Anamorfosi“Una stanza tutta per sè”

Una stanza non è necessariamente un luogo fisico, perché può anche trattarsi di uno spazio della mente lasciato vuoto per sé, per il piacere di una lettura, di un’amicizia, per un interesse partico...

Una stanza non è necessariamente un luogo fisico, perché può anche trattarsi di uno spazio della mente lasciato vuoto per sé, per il piacere di una lettura, di un’amicizia, per un interesse particolare.

Ma la donna tende ad annichilirsi, fino a pagare un prezzo carissimo per quel bisogno di unicità scambiato per amore, ad esempio di un uomo anti-felicità. Il dare, allora, diventa senza limite, diventa dare tutto: al partner, ai figli, al lavoro, per sentire di essere adeguate.

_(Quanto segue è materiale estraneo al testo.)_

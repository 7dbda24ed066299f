//! *bamfetch* is a crate for indexed region queries over BGZF-compressed BAM files,
//! written completely in Rust.
//!
//! ## Overview
//!
//! The crate opens an alignment container together with its BAI index and iterates exactly
//! the records overlapping a genomic interval, in file order:
//!
//! * [bamfetch::IndexedReader](bam_reader/struct.IndexedReader.html) - the container handle;
//! fetches records from random genomic regions and from the unplaced unmapped tail.
//! * [bamfetch::BamReader](bam_reader/struct.BamReader.html) - reads a container
//! consecutively, without an index.
//! * [bamfetch::Region](bam_reader/struct.Region.html) - a query, built from a raw
//! `(reference id, start, end)` triple or parsed from a `"name:start-end"` string.
//!
//! The [bgzip](bgzip/index.html) module reads and writes the underlying block-compressed
//! streams directly, and the [index](index/index.html) module exposes the loaded index with
//! its binning scheme.
//!
//! ## Usage
//!
//! The following code opens `in.bam` with its index `in.bam.bai` and prints the names of all
//! records overlapping `2:600001-700000`:
//!
//! ```rust,no_run
//! fn main() {
//!     let mut reader = bamfetch::IndexedReader::from_path("in.bam").unwrap();
//!
//!     for record in reader.fetch(&bamfetch::Region::new(1, 600_000, 700_000)).unwrap() {
//!         let record = record.unwrap();
//!         println!("{}", String::from_utf8_lossy(record.name()));
//!     }
//! }
//! ```
//!
//! Errors are never folded into empty results: an unknown reference or a malformed range
//! fails when the iterator is created, while a query that matches nothing simply yields no
//! records. See [Error](enum.Error.html) for the full taxonomy.

extern crate byteorder;
extern crate crc32fast;
extern crate flate2;
extern crate thiserror;

pub mod bam_reader;
pub mod bgzip;
pub mod error;
pub mod header;
pub mod index;
pub mod record;

pub use bam_reader::{BamReader, IndexedReader, Region, RegionViewer, UnmappedViewer};
pub use error::{Error, Result};
pub use header::Header;
pub use index::Index;
pub use record::Record;

/// A trait for reading records.
///
/// You can use a single record to avoid allocations:
/// ```rust,no_run
/// # use bamfetch::RecordReader;
/// # let mut reader = bamfetch::IndexedReader::from_path("in.bam").unwrap();
/// # let mut viewer = reader.fetch(&bamfetch::Region::new(0, 0, 100)).unwrap();
/// let mut record = bamfetch::Record::new();
/// loop {
///     match viewer.read_into(&mut record) {
///         // New record is saved into record.
///         Ok(()) => {},
///         // NoMoreRecords represents stop iteration.
///         Err(bamfetch::Error::NoMoreRecords) => break,
///         Err(e) => panic!("{}", e),
///     }
///     // Do something with the record.
/// }
/// ```
/// Or you can just iterate over records:
/// ```rust,no_run
/// # let mut reader = bamfetch::IndexedReader::from_path("in.bam").unwrap();
/// for record in reader.fetch(&bamfetch::Region::new(0, 0, 100)).unwrap() {
///     let record = record.unwrap();
///     // Do something with the record.
/// }
/// ```
pub trait RecordReader: Iterator<Item = Result<Record>> {
    /// Reads the next record into `record`, overwriting it in place. This allows to skip
    /// excessive memory allocation. The reader never keeps a reference to the record.
    ///
    /// # Errors
    ///
    /// Once the reader is exhausted, this and every following call return
    /// [NoMoreRecords](error/enum.Error.html#variant.NoMoreRecords).
    ///
    /// [Corrupted](error/enum.Error.html#variant.Corrupted) and
    /// [Truncated](error/enum.Error.html#variant.Truncated) terminate the reader: the error
    /// is reported once and later calls return `NoMoreRecords`. Records yielded before the
    /// failure remain valid.
    ///
    /// If the function returns an error, the record is cleared.
    fn read_into(&mut self, record: &mut Record) -> Result<()>;
}
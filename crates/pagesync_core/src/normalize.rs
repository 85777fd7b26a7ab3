/// Canonical comparison key for field labels and page titles.
///
/// Lowercases, splits on runs of whitespace and the separator characters
/// `:`, `-`, `_`, trims non-alphanumeric characters from both ends of
/// each token, drops tokens that are exactly `is`, and joins what
/// remains. "Status:", "status -" and "Status" all map to the same key.
///
/// Earlier tooling stripped the substring "is" anywhere in the label,
/// which corrupted labels such as "This Field". Removal here is
/// whole-token only. The token drop runs after edge trimming, and a
/// joined key equal to `is` collapses to empty, so the function is a
/// fixpoint: normalize(normalize(x)) == normalize(x).
pub fn normalize(text: &str) -> String {
    let lowered = text.to_lowercase();
    let joined = lowered
        .split(is_separator)
        .map(|token| token.trim_matches(|ch: char| !ch.is_alphanumeric()))
        .filter(|token| !token.is_empty() && *token != "is")
        .collect::<String>();
    if joined == "is" { String::new() } else { joined }
}

fn is_separator(ch: char) -> bool {
    ch.is_whitespace() || matches!(ch, ':' | '-' | '_')
}
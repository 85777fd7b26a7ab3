use std::env;
use std::fs;
use std::path::Path;

use anyhow::{Context, Result};
use serde::{Deserialize, Serialize};

use crate::store::DEFAULT_PAGE_LIMIT;

#[derive(Debug, Clone, Deserialize, Serialize, Default, PartialEq, Eq)]
pub struct SyncConfig {
    #[serde(default)]
    pub confluence: ConfluenceSection,
}

#[derive(Debug, Clone, Deserialize, Serialize, Default, PartialEq, Eq)]
pub struct ConfluenceSection {
    pub base_url: Option<String>,
    pub email: Option<String>,
    pub token: Option<String>,
    pub page_limit: Option<usize>,
}

impl SyncConfig {
    /// Resolve the API base URL: env CONFLUENCE_BASE_URL > config > None.
    pub fn base_url(&self) -> Option<String> {
        env_override("CONFLUENCE_BASE_URL").or_else(|| self.confluence.base_url.clone())
    }

    /// Resolve the account email: env CONFLUENCE_EMAIL > config > None.
    pub fn email(&self) -> Option<String> {
        env_override("CONFLUENCE_EMAIL").or_else(|| self.confluence.email.clone())
    }

    /// Resolve the API token: env CONFLUENCE_TOKEN > config > None.
    pub fn token(&self) -> Option<String> {
        env_override("CONFLUENCE_TOKEN").or_else(|| self.confluence.token.clone())
    }

    pub fn page_limit(&self) -> usize {
        env_override("CONFLUENCE_PAGE_LIMIT")
            .and_then(|value| value.parse::<usize>().ok())
            .or(self.confluence.page_limit)
            .unwrap_or(DEFAULT_PAGE_LIMIT)
    }
}

/// Load a SyncConfig from a TOML file. Returns default if the file
/// doesn't exist, so env-only setups need no config file at all.
pub fn load_config(config_path: &Path) -> Result<SyncConfig> {
    if !config_path.exists() {
        return Ok(SyncConfig::default());
    }
    let content = fs::read_to_string(config_path)
        .with_context(|| format!("failed to read {}", config_path.display()))?;
    let parsed: SyncConfig = toml::from_str(&content)
        .with_context(|| format!("failed to parse {}", config_path.display()))?;
    Ok(parsed)
}

fn env_override(name: &str) -> Option<String> {
    let value = env::var(name).ok()?;
    let trimmed = value.trim().to_string();
    if trimmed.is_empty() { None } else { Some(trimmed) }
}

#[cfg(test)]
mod tests {
    use super::{SyncConfig, load_config};
    use std::fs;
    use std::path::Path;
    use tempfile::tempdir;

    #[test]
    fn default_config_has_no_credentials() {
        let config = SyncConfig::default();
        assert!(config.confluence.base_url.is_none());
        assert!(config.confluence.email.is_none());
        assert!(config.confluence.token.is_none());
    }

    #[test]
    fn load_config_returns_default_for_missing_file() {
        let config = load_config(Path::new("/nonexistent/pagesync.toml")).expect("load config");
        assert!(config.confluence.base_url.is_none());
    }

    #[test]
    fn load_config_parses_confluence_section() {
        let temp = tempdir().expect("tempdir");
        let config_path = temp.path().join("pagesync.toml");
        fs::write(
            &config_path,
            r#"
[confluence]
base_url = "https://example.atlassian.net/wiki"
email = "bot@example.org"
token = "secret"
page_limit = 50
"#,
        )
        .expect("write config");

        let config = load_config(&config_path).expect("load config");
        assert_eq!(
            config.confluence.base_url.as_deref(),
            Some("https://example.atlassian.net/wiki")
        );
        assert_eq!(config.confluence.email.as_deref(), Some("bot@example.org"));
        assert_eq!(config.confluence.token.as_deref(), Some("secret"));
        assert_eq!(config.confluence.page_limit, Some(50));
    }

    #[test]
    fn load_config_tolerates_partial_toml() {
        let temp = tempdir().expect("tempdir");
        let config_path = temp.path().join("pagesync.toml");
        fs::write(&config_path, "[other]\nkey = \"value\"\n").expect("write config");

        let config = load_config(&config_path).expect("load config");
        assert!(config.confluence.base_url.is_none());
    }

    #[test]
    fn load_config_returns_error_for_invalid_toml() {
        let temp = tempdir().expect("tempdir");
        let config_path = temp.path().join("pagesync.toml");
        fs::write(&config_path, "[confluence\nbase_url = \"oops\"").expect("write config");
        let error = load_config(&config_path).expect_err("must fail");
        assert!(error.to_string().contains("failed to parse"));
    }

    #[test]
    fn default_page_limit_matches_api_default() {
        let config = SyncConfig::default();
        assert_eq!(config.page_limit(), 25);
    }
}
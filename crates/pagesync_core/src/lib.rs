pub mod config;
pub mod document;
pub mod extract;
pub mod normalize;
pub mod patch;
pub mod resolve;
pub mod store;
pub mod sync;
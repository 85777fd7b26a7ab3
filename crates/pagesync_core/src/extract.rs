use std::sync::OnceLock;

use regex::Regex;
use serde::Serialize;

/// One field update extracted from commit free text. `field` is the
/// title-cased label as it should appear on the page; `value` is the
/// literal replacement text.
#[derive(Debug, Clone, PartialEq, Eq, Serialize)]
pub struct CommitUpdate {
    pub field: String,
    pub value: String,
}

/// The bracketed routing triple plus the free text that follows it.
#[derive(Debug, Clone, PartialEq, Eq, Serialize)]
pub struct CommitRef {
    pub project: String,
    pub module: String,
    pub component: String,
    pub description: String,
}

/// Closed set of verb phrases, most specific first so that a longer
/// phrase wins over a bare "is" at the same position.
const UPDATE_PATTERN: &str =
    r"(?i)([\w\s\-]+?)\s+(?:is updated to|is changed to|is|was|changed to|updated to|set to)\s+([^\s,;]+)";

const BRACKET_PATTERN: &str = r"\[(.*?)\]";

/// Parse `"[project][module][component] <description>"`. Tokens are
/// trimmed and lowercased; everything after the third closing bracket is
/// kept verbatim as the description. Returns `None` with fewer than
/// three bracketed tokens.
pub fn parse_commit_message(message: &str) -> Option<CommitRef> {
    static RE: OnceLock<Regex> = OnceLock::new();
    let re = RE.get_or_init(|| Regex::new(BRACKET_PATTERN).expect("bracket pattern"));

    let mut tokens = Vec::with_capacity(3);
    let mut description_start = 0usize;
    for found in re.find_iter(message) {
        tokens.push(message[found.start() + 1..found.end() - 1].trim().to_lowercase());
        description_start = found.end();
        if tokens.len() == 3 {
            break;
        }
    }
    if tokens.len() < 3 {
        return None;
    }

    let mut tokens = tokens.into_iter();
    Some(CommitRef {
        project: tokens.next()?,
        module: tokens.next()?,
        component: tokens.next()?,
        description: message[description_start..].to_string(),
    })
}

/// Scan free text for `<field phrase> <verb phrase> <value token>`
/// occurrences. Matches are non-overlapping and returned left-to-right;
/// duplicates of the same field key are kept so that apply order decides
/// the winner. The value token grammar excludes `,` and `;`, so trailing
/// list punctuation never ends up in a captured value.
pub fn extract_updates(description: &str) -> Vec<CommitUpdate> {
    static RE: OnceLock<Regex> = OnceLock::new();
    let re = RE.get_or_init(|| Regex::new(UPDATE_PATTERN).expect("update pattern"));

    re.captures_iter(description)
        .filter_map(|caps| {
            let raw_field = caps.get(1)?.as_str();
            let raw_value = caps.get(2)?.as_str();
            let field = title_case(raw_field.trim().trim_start_matches('-').trim());
            if field.is_empty() {
                return None;
            }
            Some(CommitUpdate {
                field,
                value: raw_value.trim().to_string(),
            })
        })
        .collect()
}

fn title_case(text: &str) -> String {
    let mut output = String::with_capacity(text.len());
    let mut at_word_start = true;
    for ch in text.chars() {
        if ch.is_alphanumeric() {
            if at_word_start {
                output.extend(ch.to_uppercase());
            } else {
                output.extend(ch.to_lowercase());
            }
            at_word_start = false;
        } else {
            output.push(ch);
            at_word_start = true;
        }
    }
    output
}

La donna, e una per una in modo diverso, vive il dramma del non sentirsi mai abbastanza. Il confronto con l’altra donna è costante, l’altra è sempre quella che sa come tenersi un uomo, come si fa bene all’amore, come si piace a tutti. Il proprio corpo non va mai bene, c’è sempre qualcosa che non è a posto, che manca, e anche per questo le donne pagano, ad esempio le migliaia di euro che investono nella chirurgia estetica quando non necessaria e che a volte può costare la vita.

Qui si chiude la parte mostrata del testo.